Butembo : Un autre atelier sur la santé sexuelle et reproductive en faveur des femmes, jeunes et déplacés internes à l’issue duquel le CFJ prévoit un plaidoyer

Butembo : Un autre atelier sur la santé sexuelle et reproductive en faveur des femmes, jeunes et déplacés internes à l’issue duquel le CFJ prévoit un plaidoyer

3. février 2024 Allgemein 0

Le Collectif des Femmes Journalistes, CFJ a tenu un atelier d’analyse de la situation des droits à la santé sexuelle et reproductive en faveur des femmes, jeunes et déplacés internes  ce samedi 3 février 2024. Cadre choisi, la salle de réunions du restaurant Holiday Park, en ville de Butembo. 

Gentille MUGHENI, Coordinatrice de projet au sein de CFJ, a fait entendre que l’activité consistait en la réflexion sur les obstacles auxquels les différentes catégories des personnes sont confrontées au sujet de l’accès à leurs droits de santé sexuelle et reproductive.

Pour elle, plusieurs obstacles ont été listés par les participants au cours de cette séance d’échange.

La coordonnatrice de ce projet a rassuré que le Collectif des Femmes Journalistes, CFJ, compte, à la clôture des activités,  élaborer un document de plaidoyer à présenter auprès des instances supérieures pour pallier les obstacles recueillis sur le terrain.
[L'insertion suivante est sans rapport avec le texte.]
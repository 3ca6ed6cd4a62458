//! Layout controller that ties the command core together.
//!
//! This module provides [`TrainController`], which owns the registry, the
//! actuator state, the IR repeat queue and the board, and is the only thing
//! that mutates any of them.
//!
//! # Overview
//!
//! The controller:
//! - Parses and validates commands from any transport ([`dispatch`])
//! - Moves servos and sets lamps through the [`Board`] traits
//! - Loads motor commands into the IR repeat queue
//! - Polls position sensors and drains one IR repeat per [`tick`]
//!
//! # Example
//!
//! ```rust
//! use rs_trackside::{CommandSource, TrainController};
//! use rs_trackside::config::LayoutConfig;
//! use rs_trackside::hal::MockBoard;
//! use rs_trackside::registry::Registry;
//!
//! let registry = Registry::from_layout(&LayoutConfig::default());
//! let mut controller = TrainController::new(registry, MockBoard::new(), 0);
//!
//! let outcome = controller.dispatch("lego/train/switch/0/1", CommandSource::Local).unwrap();
//! assert!(outcome.accepted());
//! assert_eq!(controller.hardware().angle(13), Some(135));
//!
//! // Main loop: poll sensors and send one IR repeat per tick
//! let report = controller.tick().unwrap();
//! assert_eq!(report.sensor_changes.len(), 2); // first poll reports every sensor
//! ```
//!
//! [`dispatch`]: TrainController::dispatch
//! [`tick`]: TrainController::tick

use crate::commands::{Command, CommandOutcome, CommandSource, IgnoreReason, MotorCommand};
use crate::config::Config;
use crate::ir::{IrRepeatQueue, PfFrame};
use crate::registry::{ActuatorKind, Registry};
use crate::sensors::{poll_sensors, SensorChanges};
use crate::state::{ActuatorStates, Selector, SignalAspect};
use crate::topology::Topology;
use crate::traits::Board;

/// Main layout controller.
///
/// # Type Parameter
///
/// - `H`: The board implementation ([`Board`] trait)
///
/// # Thread Safety
///
/// The controller itself is not thread-safe. For multi-threaded scenarios
/// (e.g., web server + update task), use the `SharedTrainState` wrapper from
/// the services module, which serializes every call behind one mutex.
pub struct TrainController<H: Board> {
    registry: Registry,
    states: ActuatorStates,
    ir: IrRepeatQueue,
    hw: H,
    settle_ms: u32,
}

/// What one [`TrainController::tick`] did.
#[derive(Clone, Debug, Default, PartialEq, Eq)]
pub struct TickReport {
    /// Sensors whose value changed, in registration order
    pub sensor_changes: SensorChanges,
    /// IR frame broadcast this tick, if the queue was loaded
    pub ir_frame: Option<PfFrame>,
}

impl<H: Board> TrainController<H> {
    /// Create a controller with default actuator state.
    ///
    /// `settle_ms` is held after every servo write before the command returns.
    pub fn new(registry: Registry, hw: H, settle_ms: u32) -> Self {
        let states = ActuatorStates::for_registry(&registry);
        Self {
            registry,
            states,
            ir: IrRepeatQueue::new(),
            hw,
            settle_ms,
        }
    }

    /// Create a controller from the layout and timing in `config`.
    pub fn from_config(config: &Config, hw: H) -> Self {
        Self::new(
            Registry::from_layout(&config.layout),
            hw,
            config.controller.servo_settle_ms,
        )
    }

    /// Drive every output to its current state.
    ///
    /// Call once at startup so the hardware matches the default state:
    /// servos at their minimum angle, lamp 0 of each signal lit.
    pub fn init(&mut self) -> Result<(), H::Error> {
        for kind in [ActuatorKind::Switch, ActuatorKind::Barrier] {
            let Some(range) = self.registry.angles(kind) else {
                continue;
            };
            for servo in self.registry.servos(kind) {
                let selector = self.states.selector(kind, servo.id).unwrap_or_default();
                self.hw.write_angle(servo.pin, selector.angle(range))?;
            }
        }
        for signal in self.registry.signals() {
            let aspect = self.states.signal(signal.id).unwrap_or_default();
            self.hw.set_lamp(signal.pins[0], aspect.is_lit(0))?;
            self.hw.set_lamp(signal.pins[1], aspect.is_lit(1))?;
        }
        log::info!(
            "layout ready: {} switches, {} barriers, {} signals, {} sensors, {} IR outputs",
            self.registry.count(ActuatorKind::Switch),
            self.registry.count(ActuatorKind::Barrier),
            self.registry.count(ActuatorKind::Signal),
            self.registry.count(ActuatorKind::PositionSensor),
            self.registry.count(ActuatorKind::MotorChannel),
        );
        Ok(())
    }

    /// Parse and apply one command string.
    ///
    /// Returns `Ok` with the outcome for every input, including malformed
    /// ones. `Err` is only returned when the board fails.
    pub fn dispatch(
        &mut self,
        command: &str,
        source: CommandSource,
    ) -> Result<CommandOutcome, H::Error> {
        let outcome = match Command::parse(command) {
            Ok(parsed) => self.apply(parsed)?,
            Err(reason) => CommandOutcome::Rejected(reason),
        };
        log::debug!("{} {:?} -> {:?}", source.as_str(), command, outcome);
        Ok(outcome)
    }

    /// Apply an already parsed command.
    pub fn apply(&mut self, command: Command) -> Result<CommandOutcome, H::Error> {
        match command {
            Command::Config => Ok(CommandOutcome::TopologyRequested),
            Command::Motor(motor) => {
                self.load_motor(motor);
                Ok(CommandOutcome::Queued)
            }
            Command::Switch { id, selector } => {
                self.move_servo(ActuatorKind::Switch, id, selector)
            }
            Command::Barrier { id, selector } => {
                self.move_servo(ActuatorKind::Barrier, id, selector)
            }
            Command::Signal { id, light, value } => self.set_signal(id, light, value),
        }
    }

    fn load_motor(&mut self, motor: MotorCommand) {
        if self.ir.pending().is_some() {
            log::debug!("IR command replaced before all repeats were sent");
        }
        self.ir.load(motor);
    }

    fn move_servo(
        &mut self,
        kind: ActuatorKind,
        id: Option<i32>,
        selector: Option<i32>,
    ) -> Result<CommandOutcome, H::Error> {
        let Some(target) = id.and_then(|raw| self.registry.resolve(kind, raw)) else {
            return Ok(CommandOutcome::Ignored(IgnoreReason::UnknownActuator(kind)));
        };
        let Some(selector) = selector.and_then(Selector::from_value) else {
            return Ok(CommandOutcome::Ignored(IgnoreReason::InvalidSelector));
        };
        let (Some(pin), Some(range)) = (self.registry.pin(target), self.registry.angles(kind))
        else {
            return Ok(CommandOutcome::Ignored(IgnoreReason::UnknownActuator(kind)));
        };

        self.hw.write_angle(pin, selector.angle(range))?;
        self.states.set_selector(kind, target.index, selector);
        if self.settle_ms > 0 {
            self.hw.delay_ms(self.settle_ms);
        }
        Ok(CommandOutcome::Applied)
    }

    fn set_signal(
        &mut self,
        id: Option<i32>,
        light: Option<i32>,
        value: Option<i32>,
    ) -> Result<CommandOutcome, H::Error> {
        let Some(signal) = id
            .and_then(|raw| self.registry.resolve(ActuatorKind::Signal, raw))
            .and_then(|target| self.registry.signal(target.index))
        else {
            return Ok(CommandOutcome::Ignored(IgnoreReason::UnknownActuator(
                ActuatorKind::Signal,
            )));
        };
        let Some(light) = light.filter(|l| matches!(l, 0 | 1)) else {
            return Ok(CommandOutcome::Ignored(IgnoreReason::InvalidLight));
        };
        let Some(value) = value.filter(|v| matches!(v, 0 | 1)) else {
            return Ok(CommandOutcome::Ignored(IgnoreReason::InvalidValue));
        };

        let (index, pins) = (signal.id, signal.pins);
        let previous = self.states.signal(index).unwrap_or_default();
        let aspect = SignalAspect::set(light as u8, value as u8);
        self.hw.set_lamp(pins[0], aspect.is_lit(0))?;
        if let Err(e) = self.hw.set_lamp(pins[1], aspect.is_lit(1)) {
            // One lamp already changed; put both back to the recorded aspect
            log::warn!("signal {} lamp write failed, restoring lamp {}", index, previous.lit());
            let _ = self.hw.set_lamp(pins[0], previous.is_lit(0));
            let _ = self.hw.set_lamp(pins[1], previous.is_lit(1));
            return Err(e);
        }
        self.states.set_signal(index, aspect);
        Ok(CommandOutcome::Applied)
    }

    /// Periodic work: poll sensors, then send one IR repeat to every output.
    ///
    /// The repeat is consumed before transmission, so a failing transmitter
    /// cannot keep the queue loaded forever.
    pub fn tick(&mut self) -> Result<TickReport, H::Error> {
        let sensor_changes = self.poll_sensors();
        let ir_frame = self.drain_ir()?;
        Ok(TickReport {
            sensor_changes,
            ir_frame,
        })
    }

    /// Read every position sensor and return the ones that changed.
    pub fn poll_sensors(&mut self) -> SensorChanges {
        poll_sensors(&self.registry, &mut self.states, &mut self.hw)
    }

    /// Send one repeat of the pending IR frame to every IR output.
    pub fn drain_ir(&mut self) -> Result<Option<PfFrame>, H::Error> {
        let Some(frame) = self.ir.next_frame() else {
            return Ok(None);
        };
        for output in self.registry.ir_outputs() {
            self.hw.transmit(output.pin, frame)?;
        }
        Ok(Some(frame))
    }

    /// The immutable topology.
    pub fn registry(&self) -> &Registry {
        &self.registry
    }

    /// Topology document for the registry.
    pub fn topology(&self) -> Topology<'_> {
        Topology::of(&self.registry)
    }

    /// Live actuator state.
    pub fn states(&self) -> &ActuatorStates {
        &self.states
    }

    /// The IR repeat queue.
    pub fn ir_queue(&self) -> &IrRepeatQueue {
        &self.ir
    }

    /// The board.
    pub fn hardware(&self) -> &H {
        &self.hw
    }

    /// Mutable access to the board.
    pub fn hardware_mut(&mut self) -> &mut H {
        &mut self.hw
    }

    /// Servo settle time in milliseconds.
    pub fn settle_ms(&self) -> u32 {
        self.settle_ms
    }
}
« C’est un atelier de réflexion où nous sommes en train de réfléchir. Pour aujourd’hui, nous avons été avec les femmes, les jeunes et les personnes déplacées internes. Nous avons réfléchi sur les obstacles qui font à ce que cette catégorie de personnes ne puissent pas accéder à leurs droits sexuels. Nous avons réfléchi ensemble avec eux. Ils ont vraiment émis beaucoup d’obstacles qui, à l’issue des ateliers que nous clôturons aujourd’hui, le Collectif des Femmes Journalistes va élaborer un document de plaidoyer qui sera remis entre les mains des autorités pour un peu pallier ces obstacles afin d’avoir des solutions par rapport aux obstacles que nous avons eu à récolter durant les ateliers que nous avons réalisé « , fait savoir Gentille MUGHENI.

Des participants  à cette activité se disent très édifiés  par la thématique du jour qui vient renforcer les notions relatives à la santé sexuelle et reproductive au sein de la communauté. Ceux-ci indiquent que la rencontre leur a permis d’analyser les obstacles  liés à accès à l’information ; aux services de la santé, aux  droits, à la confidentialité et plusieurs autres. 

« Nous avons parlé des droits des adolescent à la santé sexuelle et reproductive. Eh bien, aujourd’hui j’ai compris que tous, surtout nous qui sommes jeunes nous avons droit à l’information concernant cette thématique, nous avons aussi droit à accéder aussi aux soins, à opérer le choix au mariage et concernant la santé sexuelle et reproductive. Après cette formation d’analyse, ce que j’ai pris comme décision, je dois premièrement renforcer la sensibilisation. Je vais informer les autres jeunes qui m’entourent, de mes associations. Donc, je vais renforcer la formation concernant la santé sexuelle et reproductive pour que tout le monde sache ses droits », promet KAVIRA LWANZO Lumière.

« Nous avons participé à l’activité. On nous a parlé des droits à la santé sexuelle et reproductive. Au cours de cet atelier, nous avons bénéficié de plusieurs notions, plus particulièrement d’analyser les obstacles qui freinent l’accès de la communauté parce que la santé sexuelle et de reproduction concerne tout le monde. Nous avons étudié tous la situation. Nous avons compris évidemment qu’il y a toujours des obstacles. Nous pouvons parler notamment, de manque d’information. Vous allez constater que les gens ne sont pas informés de la santé sexuelle et de reproduction et le minimum de personnes informées sont malheureusement mal informées », fait constater Robert MANENO MATHE.

Notons que l’atelier d’analyse de la situation des droits à la santé sexuelle et reproductive s’inscrit dans le projet  de rapprocher la santé sexuelle et reproductive aux populations vulnérables en mettant l’accent sur les adolescents et les femmes déplacées survivantes des violences sexuelles et sexistes en zones de santé de Butembo, Beni et Vuhovi.